Free and Clear Sample Clauses

Free and Clear. Unless otherwise agreed to by PKF Capital, each payment under this Agreement or any Transaction is to be paid free and clear of, and without withholding or deduction for or on account of, any Taxes, unless the withholding or deduction is required by law.
Free and Clear. At Closing, the Purchase Shares shall be free and clear of any Security Interests. Without derogating from the generality of the foregoing, at the Closing the Seller shall not be subject to an agreement with the State of Israel in regard to the Purchase Shares or in regard to the activities of the Company, other than agreements between the Seller and the Israeli Tax Authority that have no impact on the Company or on the Purchaser or its tax treatment or status in any manner.
Free and Clear. Free and clear of all pledges, encumbrances, attachments, liens, rights of first refusal, tag-along rights, debt, claim, lock-up arrangements (other than pursuant to the Communications Law, Communications Order, and the permits and licenses granted and/or to be granted pursuant thereto) or any third party right.
Free and Clear. You represent and warrant to us that you are the owner of, and agree that you will keep, the Collateral free from any mortgage, lien, charge, Security Interest, prior claims, taxes, assessments or encumbrance of any kind, unless we agree otherwise in writing. You will not sell, give away, part with possession of (except for the pledge, if any, granted in our favour) or otherwise dispose of any part of the Collateral, without our prior written consent.
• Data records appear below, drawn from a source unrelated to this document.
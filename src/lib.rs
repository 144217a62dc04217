// Per-user replication engine: the append-only vector clock, the
// export/import replication protocol, service selection, and the
// content-addressed read path.

pub mod app_state;
pub mod config;
pub mod error;
pub mod http;
pub mod infrastructure;
pub mod models;

pub use error::{AppError, AppResult};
Free and Clear. The Company hereby warrants that upon exchange of Securities of any series, the Holder of a Security shall receive all rights held by the Company in such security for which such Security is at such time exchangeable under this Article Sixteen, free and clear of any and all liens, claims, charges and encumbrances other, to the extent permitted by the terms of the Securities of such series, than any liens, claims, charges and encumbrances which may have been placed on any such security by the prior owner thereof, prior to the time such security was acquired by the Company. Except as provided in Section 1604, the Company will pay all taxes and charges with respect to the delivery of such security delivered in exchange for Securities hereunder.
Free and Clear. Each of the Assets shall be free and clear of all liens, claims, encumbrances and security interests (other than equipment in which Raycal Datacom, Inc. ('Raycal") holds a security interest and with respect to which payments to Raycal do not exceed $5,000 per month (the "Raycal Lien") and the transfer to the Buyer will vest Buyer with good title to such Assets; each of the Consumer Contracts shall be a valid and subsisting contract of all of the parties thereto in full force and effect without modification and no event has occurred thereunder which, with or without the lapse of time or the giving of notice, or both, would constitute a default by it thereunder and all necessary consents to the assignment to the Buyer of the Assumed Contracts shall have been obtained.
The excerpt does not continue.